Tibérius Gracchus propose donc en 133 av. J.-C. une
loi agraire très modérée, ordonnant aux riches de rendre
les terres sur lesquelles ils avaient mis la main abusivement,
tout en les déchargeant de toute redevance pour les 500 arpents
qui leur restaient.
« Si limitée que fût cette réforme, le peuple s'en contenta
et consentit à oublier le passé, pourvu qu'on ne lui fît plus d'injustice
à l'avenir ; mais les riches et les grands propriétaires,
révoltés par avarice contre la loi et contre le législateur,
par dépit et par entêtement, voulurent détourner le peuple de la ratifier
; ils lui peignirent Tibérius comme un séditieux, qui ne
proposait un nouveau partage des terres que pour troubler le gouvernement
et mettre la confusion dans toutes les affaires...
Leurs efforts furent inutiles : Tibérius
soutenait la cause la plus belle et la plus juste avec une
éloquence qui aurait pu donner à la plus mauvaise des couleurs spécieuses.
Il se montrait redoutable et invincible lorsque, du
haut de la tribune, que le peuple environnait en foule, il
parlait en faveur des pauvres : « Les bêtes sauvages,
qui sont répandues en Italie, disait-il, ont leurs tanières
et leurs repaires, où elles peuvent se retirer, et ceux qui
combattent, qui versent leur sang pour la défense de l'Italie,
n'y ont d'autre propriété que la lumière et l'air qu'ils respirent
; sans maison, sans établissement fixe, ils errent de tous côtés
avec leurs femmes et leurs enfants.
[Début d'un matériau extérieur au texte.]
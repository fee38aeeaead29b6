//! Saving a planned route to disk
//!
//! Writes the labels of the route form together with the computed path as a
//! pretty-printed JSON document.

use std::fs;
use std::path::{Path, PathBuf};

use anyhow::{Context, Result};
use chrono::{DateTime, Utc};
use domain::{RoutePath, RouteRequest};
use serde::{Deserialize, Serialize};
use tracing::{debug, info};

/// A planned route as stored on disk
#[derive(Debug, Clone, PartialEq, Serialize, Deserialize)]
pub struct SavedRoute {
    /// When the route was saved
    pub saved_at: DateTime<Utc>,
    pub start: String,
    pub end: String,
    /// Labels of the waypoints, in route order
    #[serde(default, skip_serializing_if = "Vec::is_empty")]
    pub via: Vec<String>,
    /// Points that were sent to the routing service
    pub request: RouteRequest,
    pub path: RoutePath,
}

impl SavedRoute {
    /// Stamp a planned route with the current time
    pub fn new(
        start: impl Into<String>,
        end: impl Into<String>,
        via: Vec<String>,
        request: RouteRequest,
        path: RoutePath,
    ) -> Self {
        Self {
            saved_at: Utc::now(),
            start: start.into(),
            end: end.into(),
            via,
            request,
            path,
        }
    }

    /// Default file name, e.g. `route-20260118-093000.json`
    pub fn default_file_name(&self) -> String {
        format!("route-{}.json", self.saved_at.format("%Y%m%d-%H%M%S"))
    }
}

/// Write `route` as JSON
///
/// When `output` is a directory the route is stored there under its default
/// file name. Returns the path written.
///
/// # Errors
///
/// Returns an error if the route cannot be serialized or the file written.
pub fn save_route(route: &SavedRoute, output: &Path) -> Result<PathBuf> {
    let target = if output.is_dir() {
        output.join(route.default_file_name())
    } else {
        output.to_path_buf()
    };

    if let Some(parent) = target.parent().filter(|p| !p.as_os_str().is_empty()) {
        fs::create_dir_all(parent)
            .with_context(|| format!("Failed to create directory {}", parent.display()))?;
    }

    let json = serde_json::to_string_pretty(route).context("Failed to serialize route")?;
    fs::write(&target, json)
        .with_context(|| format!("Failed to write route to {}", target.display()))?;

    debug!(path = %target.display(), points = route.path.coordinates.len(), "Route written");
    info!(path = %target.display(), "Route saved");
    Ok(target)
}

/// Read a route saved by [`save_route`]
///
/// # Errors
///
/// Returns an error if the file cannot be read or is not a saved route.
pub fn load_route(path: &Path) -> Result<SavedRoute> {
    let content = fs::read_to_string(path)
        .with_context(|| format!("Failed to read route from {}", path.display()))?;
    serde_json::from_str(&content)
        .with_context(|| format!("{} is not a saved route", path.display()))
}
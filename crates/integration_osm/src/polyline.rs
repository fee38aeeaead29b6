//! Encoded polyline codec (precision 5)
//!
//! Implements the Google encoded polyline algorithm used by OSRM for
//! `geometries=polyline`. Coordinates are `(latitude, longitude)` pairs,
//! each value stored as a zig-zag varint delta from the previous point.

use thiserror::Error;

const PRECISION: f64 = 1e5;
const CHUNK_BITS: u32 = 5;
const CHUNK_MASK: i64 = 0x1f;
const CONTINUATION: i64 = 0x20;
const ASCII_OFFSET: u8 = 63;

/// Errors raised while decoding a polyline string
#[derive(Debug, Clone, PartialEq, Eq, Error)]
pub enum PolylineError {
    /// A byte outside the polyline alphabet (`?`..=`~`)
    #[error("invalid polyline character {character:?} at byte {index}")]
    InvalidCharacter { character: char, index: usize },

    /// The string ended in the middle of a value or of a coordinate pair
    #[error("polyline truncated at byte {0}")]
    Truncated(usize),

    /// A value used more bits than fit in 64
    #[error("polyline value overflows at byte {0}")]
    Overflow(usize),
}

/// Decode a polyline into `(latitude, longitude)` pairs
///
/// # Errors
///
/// Returns a [`PolylineError`] if the string is not a well-formed polyline.
pub fn decode(encoded: &str) -> Result<Vec<(f64, f64)>, PolylineError> {
    let bytes = encoded.as_bytes();
    let mut index = 0;
    let mut latitude: i64 = 0;
    let mut longitude: i64 = 0;
    let mut coordinates = Vec::new();

    while index < bytes.len() {
        latitude = latitude
            .checked_add(next_delta(bytes, &mut index)?)
            .ok_or(PolylineError::Overflow(index))?;
        if index >= bytes.len() {
            return Err(PolylineError::Truncated(index));
        }
        longitude = longitude
            .checked_add(next_delta(bytes, &mut index)?)
            .ok_or(PolylineError::Overflow(index))?;

        #[allow(clippy::cast_precision_loss)]
        coordinates.push((latitude as f64 / PRECISION, longitude as f64 / PRECISION));
    }

    Ok(coordinates)
}

/// Read one zig-zag encoded delta starting at `index`
fn next_delta(bytes: &[u8], index: &mut usize) -> Result<i64, PolylineError> {
    let mut result: i64 = 0;
    let mut shift: u32 = 0;

    loop {
        let Some(&byte) = bytes.get(*index) else {
            return Err(PolylineError::Truncated(*index));
        };
        if !(ASCII_OFFSET..=ASCII_OFFSET + 63).contains(&byte) {
            return Err(PolylineError::InvalidCharacter {
                character: char::from(byte),
                index: *index,
            });
        }
        if shift > 60 {
            return Err(PolylineError::Overflow(*index));
        }

        let chunk = i64::from(byte - ASCII_OFFSET);
        result |= (chunk & CHUNK_MASK) << shift;
        shift += CHUNK_BITS;
        *index += 1;

        if chunk & CONTINUATION == 0 {
            break;
        }
    }

    Ok(if result & 1 == 1 {
        !(result >> 1)
    } else {
        result >> 1
    })
}

/// Encode `(latitude, longitude)` pairs as a polyline
#[must_use]
pub fn encode(coordinates: &[(f64, f64)]) -> String {
    let mut output = String::new();
    let mut previous = (0_i64, 0_i64);

    for &(latitude, longitude) in coordinates {
        let current = (scale(latitude), scale(longitude));
        push_value(&mut output, current.0 - previous.0);
        push_value(&mut output, current.1 - previous.1);
        previous = current;
    }

    output
}

#[allow(clippy::cast_possible_truncation)]
fn scale(value: f64) -> i64 {
    (value * PRECISION).round() as i64
}

#[allow(clippy::cast_possible_truncation, clippy::cast_sign_loss)]
fn push_value(output: &mut String, delta: i64) {
    let mut value = if delta < 0 { !(delta << 1) } else { delta << 1 };
    while value >= CONTINUATION {
        push_chunk(output, (CONTINUATION | (value & CHUNK_MASK)) as u8);
        value >>= CHUNK_BITS;
    }
    push_chunk(output, value as u8);
}

fn push_chunk(output: &mut String, chunk: u8) {
    output.push(char::from(chunk + ASCII_OFFSET));
}

#[cfg(test)]
mod tests {
    use super::*;

    // Reference example from the polyline algorithm documentation
    const REFERENCE: &str = "_p~iF~ps|U_ulLnnqC_mqNvxq`@";

    fn reference_points() -> Vec<(f64, f64)> {
        vec![(38.5, -120.2), (40.7, -120.95), (43.252, -126.453)]
    }

    #[test]
    fn decodes_reference_polyline() {
        let decoded = decode(REFERENCE).unwrap();
        assert_eq!(decoded.len(), 3);
        for (got, want) in decoded.iter().zip(reference_points()) {
            assert!((got.0 - want.0).abs() < 1e-9);
            assert!((got.1 - want.1).abs() < 1e-9);
        }
    }

    #[test]
    fn encodes_reference_polyline() {
        assert_eq!(encode(&reference_points()), REFERENCE);
    }

    #[test]
    fn empty_string_decodes_to_no_points() {
        assert!(decode("").unwrap().is_empty());
        assert_eq!(encode(&[]), "");
    }

    #[test]
    fn rejects_characters_outside_alphabet() {
        let err = decode("_p~iF ps|U").unwrap_err();
        assert_eq!(
            err,
            PolylineError::InvalidCharacter {
                character: ' ',
                index: 5
            }
        );
    }

    #[test]
    fn rejects_latitude_without_longitude() {
        // "_p~iF" is a complete latitude with nothing after it
        assert_eq!(decode("_p~iF").unwrap_err(), PolylineError::Truncated(5));
    }

    #[test]
    fn rejects_unterminated_value() {
        // '|' has the continuation bit set
        assert!(matches!(
            decode("_p~iF~ps|"),
            Err(PolylineError::Truncated(_))
        ));
    }

    #[test]
    fn rejects_overlong_value() {
        let overlong = "~".repeat(20);
        assert!(matches!(decode(&overlong), Err(PolylineError::Overflow(_))));
    }
}
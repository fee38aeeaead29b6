//! Tracing subscriber setup
//!
//! Installs a `tracing-subscriber` registry with an `EnvFilter` and either a
//! human-readable or a JSON formatting layer.

mod subscriber;

pub use subscriber::{TelemetryError, init_tracing};
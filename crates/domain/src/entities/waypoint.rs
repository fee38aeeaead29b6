//! Route endpoints and intermediate waypoints

use serde::{Deserialize, Serialize};

use super::GeocodeCandidate;
use crate::value_objects::{GeoPoint, WaypointId};

/// Start or end of a route: a free-text label plus the coordinate chosen for it
#[derive(Debug, Clone, Default, PartialEq, Serialize, Deserialize)]
pub struct RouteEndpoint {
    /// Text shown in the input field
    pub label: String,

    /// Coordinate set by an explicit candidate selection
    pub position: Option<GeoPoint>,
}

impl RouteEndpoint {
    /// An endpoint already resolved to a point
    #[must_use]
    pub fn resolved(label: impl Into<String>, position: GeoPoint) -> Self {
        Self {
            label: label.into(),
            position: Some(position),
        }
    }

    /// Whether a coordinate has been selected
    #[must_use]
    pub const fn is_resolved(&self) -> bool {
        self.position.is_some()
    }

    /// Replace the label; a changed label drops the previously selected position
    pub fn set_label(&mut self, text: &str) {
        if self.label != text {
            self.label = text.to_string();
            self.position = None;
        }
    }

    /// Take label and position from a selected candidate
    pub fn resolve(&mut self, candidate: &GeocodeCandidate) {
        self.label.clone_from(&candidate.display_name);
        self.position = Some(candidate.point);
    }
}

/// A user-added intermediate stop
#[derive(Debug, Clone, PartialEq, Serialize, Deserialize)]
pub struct Waypoint {
    /// Identity, never reused within a list
    pub id: WaypointId,

    /// Text shown in the input field
    pub label: String,

    /// Coordinate set by an explicit candidate selection
    pub position: Option<GeoPoint>,
}

impl Waypoint {
    /// An empty, unresolved waypoint with a fresh id
    #[must_use]
    pub fn new() -> Self {
        Self {
            id: WaypointId::new(),
            label: String::new(),
            position: None,
        }
    }

    /// Whether a coordinate has been selected
    #[must_use]
    pub const fn is_resolved(&self) -> bool {
        self.position.is_some()
    }

    /// Replace the label; a changed label drops the previously selected position
    pub fn set_label(&mut self, text: &str) {
        if self.label != text {
            self.label = text.to_string();
            self.position = None;
        }
    }

    /// Take label and position from a selected candidate
    pub fn resolve(&mut self, candidate: &GeocodeCandidate) {
        self.label.clone_from(&candidate.display_name);
        self.position = Some(candidate.point);
    }
}

impl Default for Waypoint {
    fn default() -> Self {
        Self::new()
    }
}

#[cfg(test)]
mod tests {
    use super::*;

    fn lyon() -> GeocodeCandidate {
        GeocodeCandidate::new("Lyon, France", GeoPoint::new(45.764, 4.8357).unwrap())
    }

    #[test]
    fn new_waypoint_is_empty_and_unresolved() {
        let waypoint = Waypoint::new();
        assert!(waypoint.label.is_empty());
        assert!(!waypoint.is_resolved());
    }

    #[test]
    fn resolve_sets_label_and_position() {
        let mut waypoint = Waypoint::new();
        waypoint.resolve(&lyon());
        assert_eq!(waypoint.label, "Lyon, France");
        assert!(waypoint.is_resolved());
    }

    #[test]
    fn editing_label_drops_position() {
        let mut endpoint = RouteEndpoint::default();
        endpoint.resolve(&lyon());
        endpoint.set_label("Lyo");
        assert_eq!(endpoint.label, "Lyo");
        assert!(!endpoint.is_resolved());
    }

    #[test]
    fn setting_same_label_keeps_position() {
        let mut waypoint = Waypoint::new();
        waypoint.resolve(&lyon());
        waypoint.set_label("Lyon, France");
        assert!(waypoint.is_resolved());
    }
}
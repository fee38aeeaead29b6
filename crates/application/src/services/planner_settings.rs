//! Route planner behaviour settings

use std::time::Duration;

use serde::{Deserialize, Serialize};

use super::debounced_search::SearchSettings;

/// Whether start and end may be edited again once the summary is shown
#[derive(Debug, Clone, Copy, Default, PartialEq, Eq, Serialize, Deserialize)]
#[serde(rename_all = "snake_case")]
pub enum SummaryEditing {
    /// Start and end are read-only in the summary; only waypoints change
    #[default]
    Locked,
    /// Start and end stay editable without leaving the summary
    Editable,
}

/// When a route computation is started
#[derive(Debug, Clone, Copy, Default, PartialEq, Eq, Serialize, Deserialize)]
#[serde(rename_all = "snake_case")]
pub enum RouteTrigger {
    /// Only on an explicit "confirm route" action
    #[default]
    OnConfirm,
    /// Whenever the resolved points change and both endpoints are resolved
    WhenEndpointsResolved,
}

/// Settings shared by the route input and the route session
#[derive(Debug, Clone, PartialEq, Eq)]
pub struct PlannerSettings {
    /// Quiescence window before a typed query is looked up
    pub quiet_period: Duration,
    /// Maximum candidates shown per field
    pub max_results: usize,
    /// Minimum trimmed characters before start/end fields search
    pub endpoint_min_chars: usize,
    /// Minimum trimmed characters before a waypoint field searches
    pub waypoint_min_chars: usize,
    pub summary_editing: SummaryEditing,
    pub route_trigger: RouteTrigger,
}

impl Default for PlannerSettings {
    fn default() -> Self {
        Self {
            quiet_period: SearchSettings::DEFAULT_QUIET_PERIOD,
            max_results: SearchSettings::DEFAULT_MAX_RESULTS,
            endpoint_min_chars: 1,
            waypoint_min_chars: 3,
            summary_editing: SummaryEditing::default(),
            route_trigger: RouteTrigger::default(),
        }
    }
}

impl PlannerSettings {
    /// Search settings for the start and end fields
    #[must_use]
    pub fn endpoint_search(&self) -> SearchSettings {
        SearchSettings {
            quiet_period: self.quiet_period,
            max_results: self.max_results,
            min_query_chars: self.endpoint_min_chars,
        }
    }

    /// Search settings for waypoint fields
    #[must_use]
    pub fn waypoint_search(&self) -> SearchSettings {
        SearchSettings {
            quiet_period: self.quiet_period,
            max_results: self.max_results,
            min_query_chars: self.waypoint_min_chars,
        }
    }
}

#[cfg(test)]
mod tests {
    use super::*;

    #[test]
    fn defaults_follow_reference_behaviour() {
        let settings = PlannerSettings::default();
        assert_eq!(settings.quiet_period, Duration::from_millis(400));
        assert_eq!(settings.max_results, 5);
        assert_eq!(settings.summary_editing, SummaryEditing::Locked);
        assert_eq!(settings.route_trigger, RouteTrigger::OnConfirm);
    }

    #[test]
    fn field_search_thresholds_differ() {
        let settings = PlannerSettings::default();
        assert_eq!(settings.endpoint_search().min_query_chars, 1);
        assert_eq!(settings.waypoint_search().min_query_chars, 3);
    }

    #[test]
    fn policies_use_snake_case_names() {
        let json = serde_json::to_string(&RouteTrigger::WhenEndpointsResolved).unwrap();
        assert_eq!(json, "\"when_endpoints_resolved\"");
        let editing: SummaryEditing = serde_json::from_str("\"editable\"").unwrap();
        assert_eq!(editing, SummaryEditing::Editable);
    }
}
//! Route planner facade
//!
//! Couples the route form with the route session and decides when a route
//! is computed according to [`RouteTrigger`].

use std::sync::Arc;

use domain::{GeocodeCandidate, MapRegion, RouteRequest, WaypointId};
use tracing::debug;

use super::planner_settings::{PlannerSettings, RouteTrigger};
use super::route_input::{InputError, RouteInput, RouteInputSnapshot};
use super::route_session::{ComputeOutcome, RouteSession, SessionSnapshot};
use crate::ports::{GeocodingPort, RoutingPort};

/// Everything the display layer needs to build and show a route
#[derive(Debug)]
pub struct RoutePlanner {
    input: RouteInput,
    session: RouteSession,
    trigger: RouteTrigger,
    last_requested: Option<RouteRequest>,
}

impl RoutePlanner {
    pub fn new(
        geocoder: Arc<dyn GeocodingPort>,
        router: Arc<dyn RoutingPort>,
        settings: &PlannerSettings,
    ) -> Self {
        Self {
            input: RouteInput::new(geocoder, settings),
            session: RouteSession::new(router),
            trigger: settings.route_trigger,
            last_requested: None,
        }
    }

    pub const fn input(&self) -> &RouteInput {
        &self.input
    }

    pub const fn session(&self) -> &RouteSession {
        &self.session
    }

    pub const fn trigger(&self) -> RouteTrigger {
        self.trigger
    }

    pub fn input_snapshot(&self) -> RouteInputSnapshot {
        self.input.snapshot()
    }

    pub fn session_snapshot(&self) -> SessionSnapshot {
        self.session.snapshot()
    }

    /// Map region to show: the current route framed, or `fallback`
    pub fn map_region(&self, fallback: MapRegion) -> MapRegion {
        self.session
            .current_path()
            .map_or(fallback, |path| MapRegion::framing(&path, fallback))
    }

    pub fn focus_start(&mut self) -> Result<(), InputError> {
        self.input.focus_start()
    }

    pub fn set_start_text(&mut self, text: &str) -> Result<(), InputError> {
        self.input.set_start_text(text)
    }

    pub fn submit_start(&mut self) -> bool {
        self.input.submit_start()
    }

    pub async fn select_start(&mut self, candidate: &GeocodeCandidate) -> Result<(), InputError> {
        self.input.select_start(candidate)?;
        self.maybe_recompute().await;
        Ok(())
    }

    pub fn focus_end(&mut self) -> Result<(), InputError> {
        self.input.focus_end()
    }

    pub fn set_end_text(&mut self, text: &str) -> Result<(), InputError> {
        self.input.set_end_text(text)
    }

    pub fn submit_end(&mut self) -> bool {
        self.input.submit_end()
    }

    pub async fn select_end(&mut self, candidate: &GeocodeCandidate) -> Result<(), InputError> {
        self.input.select_end(candidate)?;
        self.maybe_recompute().await;
        Ok(())
    }

    pub fn add_waypoint(&mut self) -> Result<WaypointId, InputError> {
        self.input.add_waypoint()
    }

    pub fn update_waypoint_label(&mut self, id: WaypointId, text: &str) -> Result<(), InputError> {
        self.input.update_waypoint_label(id, text)
    }

    pub fn focus_waypoint(&mut self, id: WaypointId) -> Result<(), InputError> {
        self.input.focus_waypoint(id)
    }

    pub async fn select_waypoint_candidate(
        &mut self,
        id: WaypointId,
        candidate: &GeocodeCandidate,
    ) -> Result<(), InputError> {
        self.input.select_waypoint_candidate(id, candidate)?;
        self.maybe_recompute().await;
        Ok(())
    }

    pub async fn remove_waypoint(&mut self, id: WaypointId) -> Result<bool, InputError> {
        let removed = self.input.remove_waypoint(id)?;
        if removed {
            self.maybe_recompute().await;
        }
        Ok(removed)
    }

    pub async fn reorder_waypoints(&mut self, order: &[WaypointId]) -> Result<(), InputError> {
        self.input.reorder_waypoints(order)?;
        self.maybe_recompute().await;
        Ok(())
    }

    /// Compute the route for the current form ("confirm route")
    pub async fn confirm_route(&mut self) -> Result<ComputeOutcome, InputError> {
        let state = self.input.state();
        if !state.is_summary() {
            return Err(InputError::NotInSummary(state));
        }
        self.last_requested = self.input.route_request();
        let input = &self.input;
        Ok(self
            .session
            .compute_route(input.start(), input.waypoints().waypoints(), input.end())
            .await)
    }

    /// Wait until no input field has a pending or running lookup
    pub async fn settled(&self) {
        self.input.settled().await;
    }

    async fn maybe_recompute(&mut self) {
        if self.trigger != RouteTrigger::WhenEndpointsResolved {
            return;
        }
        let Some(request) = self.input.route_request() else {
            return;
        };
        if self.last_requested.as_ref() == Some(&request) {
            debug!("Resolved points unchanged, keeping current route");
            return;
        }
        self.session.compute_request(&request).await;
        self.last_requested = Some(request);
    }
}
Les généraux les
trompent quand ils les exhortent à combattre pour leurs
tombeaux et pour leurs temples ; dans un si grand nombre de Romains, en
est-il un seul qui ait un autel domestique et un tombeau où reposent ses
ancêtres ? Ils ne combattent et ne meurent que pour entretenir le
luxe et l'opulence d'autrui ; on les appelle les maîtres de
l'univers et ils n'ont pas en propriété une seule motte de terre. »
Plutarque, Vie
de Tibérius et de Caïus Gracchus. (Traduction Ricard)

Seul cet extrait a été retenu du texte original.